→ Action item:
The answer must restate every record word for word.

Saved data entries:
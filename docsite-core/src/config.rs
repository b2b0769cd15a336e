use std::path::Path;

use indexmap::IndexMap;
use serde::{Deserialize, Serialize};

use crate::error::{ConfigError, Result};

/// Default file name of the site config.
pub const CONFIG_FILE: &str = "docsite.toml";

/// Contents of `docsite.toml`.
///
/// Keys are snake_case on the way in and camelCase on the way out, which is
/// what the external renderer expects.
#[derive(Deserialize, Serialize, Debug, Clone, Default, PartialEq)]
#[serde(deny_unknown_fields, rename_all(serialize = "camelCase"))]
pub struct SiteConfig {
    #[serde(skip_serializing_if = "Option::is_none")]
    pub title: Option<String>,
    #[serde(skip_serializing_if = "Option::is_none")]
    pub description: Option<String>,
    #[serde(skip_serializing_if = "Option::is_none")]
    pub src_dir: Option<String>,
    #[serde(default, rename(serialize = "themeConfig"))]
    pub theme: ThemeConfig,
}

impl SiteConfig {
    pub fn read<P: AsRef<Path>>(path: P) -> Result<Self> {
        let path = path.as_ref();
        let data = std::fs::read_to_string(path).map_err(|source| ConfigError::Read {
            path: path.to_path_buf(),
            source,
        })?;

        toml::from_str(&data).map_err(|source| ConfigError::Toml {
            path: path.to_path_buf(),
            source,
        })
    }

    pub fn from_toml_str(data: &str) -> Result<Self, toml::de::Error> {
        toml::from_str(data)
    }

    /// Remotes referenced by generated sidebars, in declaration order.
    pub fn remotes(&self) -> impl Iterator<Item = &str> {
        self.theme.sidebar.values().filter_map(|source| match source {
            SidebarSource::Remote { remote } => Some(remote.as_str()),
            SidebarSource::Inline(_) => None,
        })
    }
}

#[derive(Deserialize, Serialize, Debug, Clone, Default, PartialEq)]
#[serde(default, deny_unknown_fields, rename_all(serialize = "camelCase"))]
pub struct ThemeConfig {
    #[serde(skip_serializing_if = "Vec::is_empty")]
    pub nav: Vec<Link>,
    #[serde(skip_serializing_if = "Option::is_none")]
    pub logo: Option<String>,
    #[serde(skip_serializing_if = "Option::is_none")]
    pub edit_link: Option<EditLink>,
    #[serde(skip_serializing_if = "Option::is_none")]
    pub search: Option<Search>,
    pub last_updated: bool,
    #[serde(skip_serializing_if = "IndexMap::is_empty")]
    pub sidebar: IndexMap<String, SidebarSource>,
    #[serde(skip_serializing_if = "Vec::is_empty")]
    pub social_links: Vec<SocialLink>,
}

#[derive(Deserialize, Serialize, Debug, Clone, Default, PartialEq, Eq)]
pub struct Link {
    pub text: String,
    pub link: String,
}

/// "Edit this page" link. `pattern` usually contains a `:path` placeholder.
#[derive(Deserialize, Serialize, Debug, Clone, PartialEq, Eq)]
pub struct EditLink {
    pub pattern: String,
    #[serde(skip_serializing_if = "Option::is_none")]
    pub text: Option<String>,
}

#[derive(Deserialize, Serialize, Debug, Clone, PartialEq)]
pub struct Search {
    pub provider: String,
    #[serde(skip_serializing_if = "Option::is_none")]
    pub options: Option<serde_json::Value>,
}

#[derive(Deserialize, Serialize, Debug, Clone, PartialEq, Eq)]
pub struct SocialLink {
    pub icon: String,
    pub link: String,
}

/// Where a section's sidebar comes from.
///
/// `{ remote = "engine" }` is generated from `docs/engine/docs.json` at
/// evaluation time; anything else is taken as written. A table with a
/// `remote` key must have nothing else in it.
#[derive(Deserialize, Serialize, Debug, Clone, PartialEq)]
#[serde(untagged, try_from = "serde_json::Value")]
pub enum SidebarSource {
    Remote { remote: String },
    Inline(serde_json::Value),
}

#[derive(Deserialize)]
#[serde(deny_unknown_fields)]
struct RemoteRef {
    remote: String,
}

impl TryFrom<serde_json::Value> for SidebarSource {
    type Error = serde_json::Error;

    fn try_from(value: serde_json::Value) -> Result<Self, Self::Error> {
        let is_remote = value
            .as_object()
            .is_some_and(|table| table.contains_key("remote"));

        if is_remote {
            let RemoteRef { remote } = serde_json::from_value(value)?;
            Ok(SidebarSource::Remote { remote })
        } else {
            Ok(SidebarSource::Inline(value))
        }
    }
}
//! SAX Bridge Module
//!
//! Turns push parser callbacks into queued, owned cursor events.
//!
//! ## Architecture
//!
//! ```text
//! PushParser ---> EventCapture ---> VecDeque<Event>
//!                      |
//!                      v
//!             DeclarationObserver
//! ```
//!
//! ## Event Types
//!
//! - `ElementStart` - Element opening tag with resolved names and attributes
//! - `ElementEnd` - Element closing tag (not for self-closing elements)
//! - `Text` - Coalesced character data
//! - `CData` - CDATA section content
//! - `Comment` - Comment content
//! - `ProcessingInstruction` - PI target and data
//! - `EndOfStream` - Terminal marker

pub mod capture;
pub mod events;
pub mod namespace;
pub mod observer;

pub use capture::EventCapture;
pub use events::{Attribute, EndElement, Event, NodeType, StartElement};
pub use namespace::NamespaceResolver;
pub use observer::DeclarationObserver;
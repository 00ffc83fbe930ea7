//! XML Attribute Handling
//!
//! Qualified-name splitting and attribute value normalization shared by the
//! push parser and the event capture bridge.

use memchr::memchr;

/// An attribute as reported by the push parser: qualified name as written,
/// value with references expanded and whitespace normalized.
#[derive(Debug, Clone, PartialEq, Eq)]
pub struct RawAttribute {
    pub name: String,
    pub value: String,
}

impl RawAttribute {
    pub fn new(name: impl Into<String>, value: impl Into<String>) -> Self {
        RawAttribute {
            name: name.into(),
            value: value.into(),
        }
    }

    /// Namespace prefix (before colon), if any
    pub fn prefix(&self) -> Option<&str> {
        split_qname(&self.name).0
    }

    /// Local name (after colon, if namespaced)
    pub fn local_name(&self) -> &str {
        split_qname(&self.name).1
    }

    /// True for `xmlns` and `xmlns:*` declarations
    pub fn is_namespace_declaration(&self) -> bool {
        self.name == "xmlns" || self.name.starts_with("xmlns:")
    }
}

/// Split a name into prefix and local name at the colon
pub fn split_qname(name: &str) -> (Option<&str>, &str) {
    if let Some(colon_pos) = memchr(b':', name.as_bytes()) {
        (Some(&name[..colon_pos]), &name[colon_pos + 1..])
    } else {
        (None, name)
    }
}

/// Append a literal run of an attribute value, replacing each whitespace
/// character with a space (XML 1.0 §3.3.3). Expanded references are appended
/// by the caller as-is, so `&#10;` survives as a newline.
pub fn push_normalized_value(out: &mut String, literal: &str) {
    if !literal.bytes().any(|b| matches!(b, b'\t' | b'\n' | b'\r')) {
        out.push_str(literal);
        return;
    }
    out.extend(literal.chars().map(|c| match c {
        '\t' | '\n' | '\r' => ' ',
        other => other,
    }));
}

/// Return the first attribute name that appears more than once
pub fn find_duplicate(attrs: &[RawAttribute]) -> Option<&str> {
    // Elements rarely carry many attributes; a quadratic scan avoids hashing
    attrs.iter().enumerate().find_map(|(i, a)| {
        attrs[..i]
            .iter()
            .any(|prev| prev.name == a.name)
            .then_some(a.name.as_str())
    })
}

→ Solution to this task:
filename docsite-core/src/config.rs
repository b2b0769cd15a336e
use std::path::Path;

use indexmap::IndexMap;
use serde::{Deserialize, Serialize};

use crate::error::{ConfigError, Result};

/// Default file name of the site config.
pub const CONFIG_FILE: &str = "docsite.toml";

/// Contents of `docsite.toml`.
///
/// Keys are snake_case on the way in and camelCase on the way out, which is
/// what the external renderer expects.
#[derive(Deserialize, Serialize, Debug, Clone, Default, PartialEq)]
#[serde(deny_unknown_fields, rename_all(serialize = "camelCase"))]
pub struct SiteConfig {
    #[serde(skip_serializing_if = "Option::is_none")]
    pub title: Option<String>,
    #[serde(skip_serializing_if = "Option::is_none")]
    pub description: Option<String>,
    #[serde(skip_serializing_if = "Option::is_none")]
    pub src_dir: Option<String>,
    #[serde(default, rename(serialize = "themeConfig"))]
    pub theme: ThemeConfig,
}

impl SiteConfig {
    pub fn read<P: AsRef<Path>>(path: P) -> Result<Self> {
        let path = path.as_ref();
        let data = std::fs::read_to_string(path).map_err(|source| ConfigError::Read {
            path: path.to_path_buf(),
            source,
        })?;

        toml::from_str(&data).map_err(|source| ConfigError::Toml {
            path: path.to_path_buf(),
            source,
        })
    }

    pub fn from_toml_str(data: &str) -> Result<Self, toml::de::Error> {
        toml::from_str(data)
    }

    /// Remotes referenced by generated sidebars, in declaration order.
    pub fn remotes(&self) -> impl Iterator<Item = &str> {
        self.theme.sidebar.values().filter_map(|source| match source {
            SidebarSource::Remote { remote } => Some(remote.as_str()),
            SidebarSource::Inline(_) => None,
        })
    }
}

#[derive(Deserialize, Serialize, Debug, Clone, Default, PartialEq)]
#[serde(default, deny_unknown_fields, rename_all(serialize = "camelCase"))]
pub struct ThemeConfig {
    #[serde(skip_serializing_if = "Vec::is_empty")]
    pub nav: Vec<Link>,
    #[serde(skip_serializing_if = "Option::is_none")]
    pub logo: Option<String>,
    #[serde(skip_serializing_if = "Option::is_none")]
    pub edit_link: Option<EditLink>,
    #[serde(skip_serializing_if = "Option::is_none")]
    pub search: Option<Search>,
    pub last_updated: bool,
    #[serde(skip_serializing_if = "IndexMap::is_empty")]
    pub sidebar: IndexMap<String, SidebarSource>,
    #[serde(skip_serializing_if = "Vec::is_empty")]
    pub social_links: Vec<SocialLink>,
}

#[derive(Deserialize, Serialize, Debug, Clone, Default, PartialEq, Eq)]
pub struct Link {
    pub text: String,
    pub link: String,
}

/// "Edit this page" link. `pattern` usually contains a `:path` placeholder.
#[derive(Deserialize, Serialize, Debug, Clone, PartialEq, Eq)]
pub struct EditLink {
    pub pattern: String,
    #[serde(skip_serializing_if = "Option::is_none")]
    pub text: Option<String>,
}

#[derive(Deserialize, Serialize, Debug, Clone, PartialEq)]
pub struct Search {
    pub provider: String,
    #[serde(skip_serializing_if = "Option::is_none")]
    pub options: Option<serde_json::Value>,
}

#[derive(Deserialize, Serialize, Debug, Clone, PartialEq, Eq)]
pub struct SocialLink {
    pub icon: String,
    pub link: String,
}

/// Where a section's sidebar comes from.
///
/// `{ remote = "engine" }` is generated from `docs/engine/docs.json` at
/// evaluation time; anything else is taken as written. A table with a
/// `remote` key must have nothing else in it.
#[derive(Deserialize, Serialize, Debug, Clone, PartialEq)]
#[serde(untagged, try_from = "serde_json::Value")]
pub enum SidebarSource {
    Remote { remote: String },
    Inline(serde_json::Value),
}

#[derive(Deserialize)]
#[serde(deny_unknown_fields)]
struct RemoteRef {
    remote: String,
}

impl TryFrom<serde_json::Value> for SidebarSource {
    type Error = serde_json::Error;

    fn try_from(value: serde_json::Value) -> Result<Self, Self::Error> {
        let is_remote = value
            .as_object()
            .is_some_and(|table| table.contains_key("remote"));

        if is_remote {
            let RemoteRef { remote } = serde_json::from_value(value)?;
            Ok(SidebarSource::Remote { remote })
        } else {
            Ok(SidebarSource::Inline(value))
        }
    }
}
//! SAX Bridge Module
//!
//! Turns push parser callbacks into queued, owned cursor events.
//!
//! ## Architecture
//!
//! ```text
//! PushParser ---> EventCapture ---> VecDeque<Event>
//!                      |
//!                      v
//!             DeclarationObserver
//! ```
//!
//! ## Event Types
//!
//! - `ElementStart` - Element opening tag with resolved names and attributes
//! - `ElementEnd` - Element closing tag (not for self-closing elements)
//! - `Text` - Coalesced character data
//! - `CData` - CDATA section content
//! - `Comment` - Comment content
//! - `ProcessingInstruction` - PI target and data
//! - `EndOfStream` - Terminal marker

pub mod capture;
pub mod events;
pub mod namespace;
pub mod observer;

pub use capture::EventCapture;
pub use events::{Attribute, EndElement, Event, NodeType, StartElement};
pub use namespace::NamespaceResolver;
pub use observer::DeclarationObserver;
repository 00ffc83fbe930ea7
//! XML Attribute Handling
//!
//! Qualified-name splitting and attribute value normalization shared by the
//! push parser and the event capture bridge.

use memchr::memchr;

/// An attribute as reported by the push parser: qualified name as written,
/// value with references expanded and whitespace normalized.
#[derive(Debug, Clone, PartialEq, Eq)]
pub struct RawAttribute {
    pub name: String,
    pub value: String,
}

impl RawAttribute {
    pub fn new(name: impl Into<String>, value: impl Into<String>) -> Self {
        RawAttribute {
            name: name.into(),
            value: value.into(),
        }
    }

    /// Namespace prefix (before colon), if any
    pub fn prefix(&self) -> Option<&str> {
        split_qname(&self.name).0
    }

    /// Local name (after colon, if namespaced)
    pub fn local_name(&self) -> &str {
        split_qname(&self.name).1
    }

    /// True for `xmlns` and `xmlns:*` declarations
    pub fn is_namespace_declaration(&self) -> bool {
        self.name == "xmlns" || self.name.starts_with("xmlns:")
    }
}

/// Split a name into prefix and local name at the colon
pub fn split_qname(name: &str) -> (Option<&str>, &str) {
    if let Some(colon_pos) = memchr(b':', name.as_bytes()) {
        (Some(&name[..colon_pos]), &name[colon_pos + 1..])
    } else {
        (None, name)
    }
}

/// Append a literal run of an attribute value, replacing each whitespace
/// character with a space (XML 1.0 §3.3.3). Expanded references are appended
/// by the caller as-is, so `&#10;` survives as a newline.
pub fn push_normalized_value(out: &mut String, literal: &str) {
    if !literal.bytes().any(|b| matches!(b, b'\t' | b'\n' | b'\r')) {
        out.push_str(literal);
        return;
    }
    out.extend(literal.chars().map(|c| match c {
        '\t' | '\n' | '\r' => ' ',
        other => other,
    }));
}

/// Return the first attribute name that appears more than once
pub fn find_duplicate(attrs: &[RawAttribute]) -> Option<&str> {
    // Elements rarely carry many attributes; a quadratic scan avoids hashing
    attrs.iter().enumerate().find_map(|(i, a)| {
        attrs[..i]
            .iter()
            .any(|prev| prev.name == a.name)
            .then_some(a.name.as_str())
    })
}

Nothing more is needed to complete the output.